### WHAT THIS TASK INVOLVES
If a line in the listing contains "queue", copy it out whole.

+++ RECORDS TO USE

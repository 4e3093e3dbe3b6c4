//! The whole canteen, wired by `CanteenSystem`, driven through its clients.

use canteen::clients::ActorClient;
use canteen::config::CanteenConfig;
use canteen::dashboard::{DashboardError, DashboardView, TransactionStatus};
use canteen::error::ValidationError;
use canteen::lifecycle::CanteenSystem;
use canteen::menu_actor::MenuError;
use canteen::model::{
    Category, CategoryFilter, MenuItemId, MenuItemUpdate, NewCartItem, NotificationCreate,
    NotificationId, NotificationKind, OrderStatus, PaymentMethod, Role,
};

fn instant_checkout() -> CanteenConfig {
    CanteenConfig {
        checkout_delay_ms: 0,
        ..CanteenConfig::default()
    }
}

#[tokio::test]
async fn menu_starts_with_the_catalog_and_accepts_edits() {
    let system = CanteenSystem::start(instant_checkout()).await.unwrap();

    assert_eq!(system.menu.list().await.unwrap().len(), 13);
    let veg = system.menu.by_category(Category::Veg.into()).await.unwrap();
    assert_eq!(veg.len(), 6);
    assert!(veg.iter().all(|dish| dish.category == Category::Veg));
    assert_eq!(
        system.menu.by_category(Category::Combo.into()).await.unwrap().len(),
        2
    );

    // Browsing needs no login, editing needs a chef or manager
    let err = system
        .menu
        .add_menu_item("Masala Chai", 20, Category::Special)
        .await
        .unwrap_err();
    assert_eq!(err, MenuError::NotLoggedIn);
    system.session.login(Role::Customer, "student@college.edu");
    let err = system.menu.remove_menu_item(MenuItemId(1)).await.unwrap_err();
    assert_eq!(err, MenuError::NotPermitted(Role::Customer));
    assert_eq!(system.menu.list().await.unwrap().len(), 13);

    system.session.login(Role::Chef, "chef@college.edu");
    let tea = system
        .menu
        .add_menu_item("Masala Chai", 20, Category::Special)
        .await
        .unwrap();
    let updated = system
        .menu
        .update_menu_item(
            tea,
            MenuItemUpdate {
                price: Some(25),
                ..MenuItemUpdate::default()
            },
        )
        .await
        .unwrap();
    assert_eq!(updated.price, 25);
    assert_eq!(system.menu.list().await.unwrap().last().unwrap().name, "Masala Chai");

    assert!(system.menu.remove_menu_item(tea).await.unwrap());
    assert!(!system.menu.remove_menu_item(tea).await.unwrap());
    assert_eq!(system.menu.list().await.unwrap().len(), 13);

    let err = system
        .menu
        .add_menu_item("", 20, Category::Veg)
        .await
        .unwrap_err();
    assert_eq!(err, MenuError::Invalid(ValidationError::MissingDishName));
    let err = system
        .menu
        .add_menu_item("Water", 0, Category::Special)
        .await
        .unwrap_err();
    assert_eq!(err, MenuError::Invalid(ValidationError::InvalidPrice));

    system.session.login(Role::Manager, "manager@college.edu");
    assert!(system.menu.remove_menu_item(MenuItemId(13)).await.unwrap());
    assert_eq!(system.menu.list().await.unwrap().len(), 12);

    system.shutdown().await.unwrap();
}

#[tokio::test]
async fn seeding_can_be_turned_off() {
    let config = CanteenConfig {
        seed_menu: false,
        ..instant_checkout()
    };
    let system = CanteenSystem::start(config).await.unwrap();
    assert!(system.menu.list().await.unwrap().is_empty());
    system.shutdown().await.unwrap();
}

#[tokio::test]
async fn cart_arithmetic() {
    let system = CanteenSystem::start(instant_checkout()).await.unwrap();
    let cart = &system.cart;

    assert_eq!(cart.add_item(NewCartItem::new("1", "Paneer Tikka", 180)).await.unwrap(), 1);
    assert_eq!(cart.add_item(NewCartItem::new("1", "Paneer Tikka", 180)).await.unwrap(), 2);
    cart.add_item(NewCartItem::new("5", "Idli", 40)).await.unwrap();

    let items = cart.items().await.unwrap();
    assert_eq!(items.len(), 2);
    assert_eq!(items[0].quantity, 2);
    assert_eq!(cart.total_price().await.unwrap(), 2 * 180 + 40);
    assert_eq!(cart.item_count().await.unwrap(), 3);

    assert!(cart.update_quantity("5", 0).await.unwrap());
    assert_eq!(cart.items().await.unwrap()[1].quantity, 1);
    assert!(!cart.update_quantity("missing", 4).await.unwrap());

    assert!(cart.remove_item("1").await.unwrap());
    assert!(!cart.remove_item("1").await.unwrap());
    assert_eq!(cart.total_price().await.unwrap(), 40);

    assert_eq!(cart.clear().await.unwrap(), 1);
    assert_eq!(cart.total_price().await.unwrap(), 0);
}

#[tokio::test]
async fn notification_feed_bookkeeping() {
    let system = CanteenSystem::start(instant_checkout()).await.unwrap();
    let feed = &system.notifications;

    let first = feed
        .add_notification(NotificationCreate::new(
            NotificationKind::OrderReceived,
            "Order Received",
            "Kitchen has your order",
        ))
        .await
        .unwrap();
    let second = feed
        .add_notification(
            NotificationCreate::new(NotificationKind::OrderReady, "Order Ready!", "Come get it")
                .with_food_item("Idli"),
        )
        .await
        .unwrap();
    assert_ne!(first, second);

    let entries = feed.feed().await.unwrap();
    assert_eq!(entries[0].id, second);
    assert_eq!(entries[0].food_item.as_deref(), Some("Idli"));
    assert_eq!(feed.unread_count().await.unwrap(), 2);

    assert!(feed.mark_as_read(first).await.unwrap());
    assert!(!feed.mark_as_read(first).await.unwrap());
    assert!(!feed.mark_as_read(NotificationId(404)).await.unwrap());
    assert_eq!(feed.unread_count().await.unwrap(), 1);

    assert_eq!(feed.clear_all().await.unwrap(), 2);
    assert!(feed.feed().await.unwrap().is_empty());
    assert_eq!(feed.unread_count().await.unwrap(), 0);
}

#[tokio::test]
async fn dashboards_follow_the_session() {
    let system = CanteenSystem::start(instant_checkout()).await.unwrap();

    let err = system.dashboards.load(CategoryFilter::All).await.unwrap_err();
    assert_eq!(err, DashboardError::NotLoggedIn);

    // Customer orders twice
    system.session.login(Role::Customer, "student@college.edu");
    let menu = system.menu.list().await.unwrap();
    system.cart.add_item((&menu[0]).into()).await.unwrap();
    let first = system
        .checkout
        .submit_order("Hostel 4", PaymentMethod::Upi, "s@upi")
        .await
        .unwrap();
    system.cart.add_item((&menu[6]).into()).await.unwrap();
    system.cart.add_item((&menu[6]).into()).await.unwrap();
    let second = system
        .checkout
        .submit_order("Library", PaymentMethod::GPay, "9876543210")
        .await
        .unwrap();

    let dashboard = system
        .dashboards
        .load(Category::NonVeg.into())
        .await
        .unwrap();
    let DashboardView::Customer(view) = dashboard.view else {
        panic!("expected the customer dashboard");
    };
    assert_eq!(view.menu.len(), 3);
    assert!(view.cart.is_empty());
    assert_eq!(view.cart_total, 0);
    assert_eq!(view.feed.len(), 4);
    assert_eq!(view.unread, 4);

    // Chef sees both, oldest first, until pickup
    system.session.login(Role::Chef, "chef@college.edu");
    let DashboardView::Chef(view) = system.dashboards.load(CategoryFilter::All).await.unwrap().view
    else {
        panic!("expected the chef dashboard");
    };
    let queue: Vec<_> = view.active_orders.iter().map(|o| o.id).collect();
    assert_eq!(queue, vec![first, second]);
    assert_eq!(view.menu.len(), 13);

    assert_eq!(system.orders.mark_ready(first).await.unwrap(), OrderStatus::Ready);
    assert_eq!(system.orders.mark_picked_up(first).await.unwrap(), OrderStatus::PickedUp);
    let active = system.orders.active_orders().await.unwrap();
    assert_eq!(active.len(), 1);
    assert_eq!(active[0].id, second);

    // Manager sees both payments
    system.session.login(Role::Manager, "manager@college.edu");
    let DashboardView::Manager(view) =
        system.dashboards.load(CategoryFilter::All).await.unwrap().view
    else {
        panic!("expected the manager dashboard");
    };
    assert_eq!(view.sales.completed, 2);
    assert_eq!(view.sales.total_revenue, menu[0].price + 2 * menu[6].price);
    assert!(view
        .sales
        .transactions
        .iter()
        .all(|t| t.status == TransactionStatus::Completed && t.customer == "student@college.edu"));

    let ready = &system.notifications.feed().await.unwrap()[0];
    assert_eq!(ready.kind, NotificationKind::OrderReady);
    assert_eq!(ready.title, "Order Ready!");

    system.session.logout();
    assert_eq!(
        system.dashboards.load(CategoryFilter::All).await.unwrap_err(),
        DashboardError::NotLoggedIn
    );
    system.shutdown().await.unwrap();
}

++++++

### RESPONSE
    let queue: Vec<_> = view.active_orders.iter().map(|o| o.id).collect();
    assert_eq!(queue, vec![first, second]);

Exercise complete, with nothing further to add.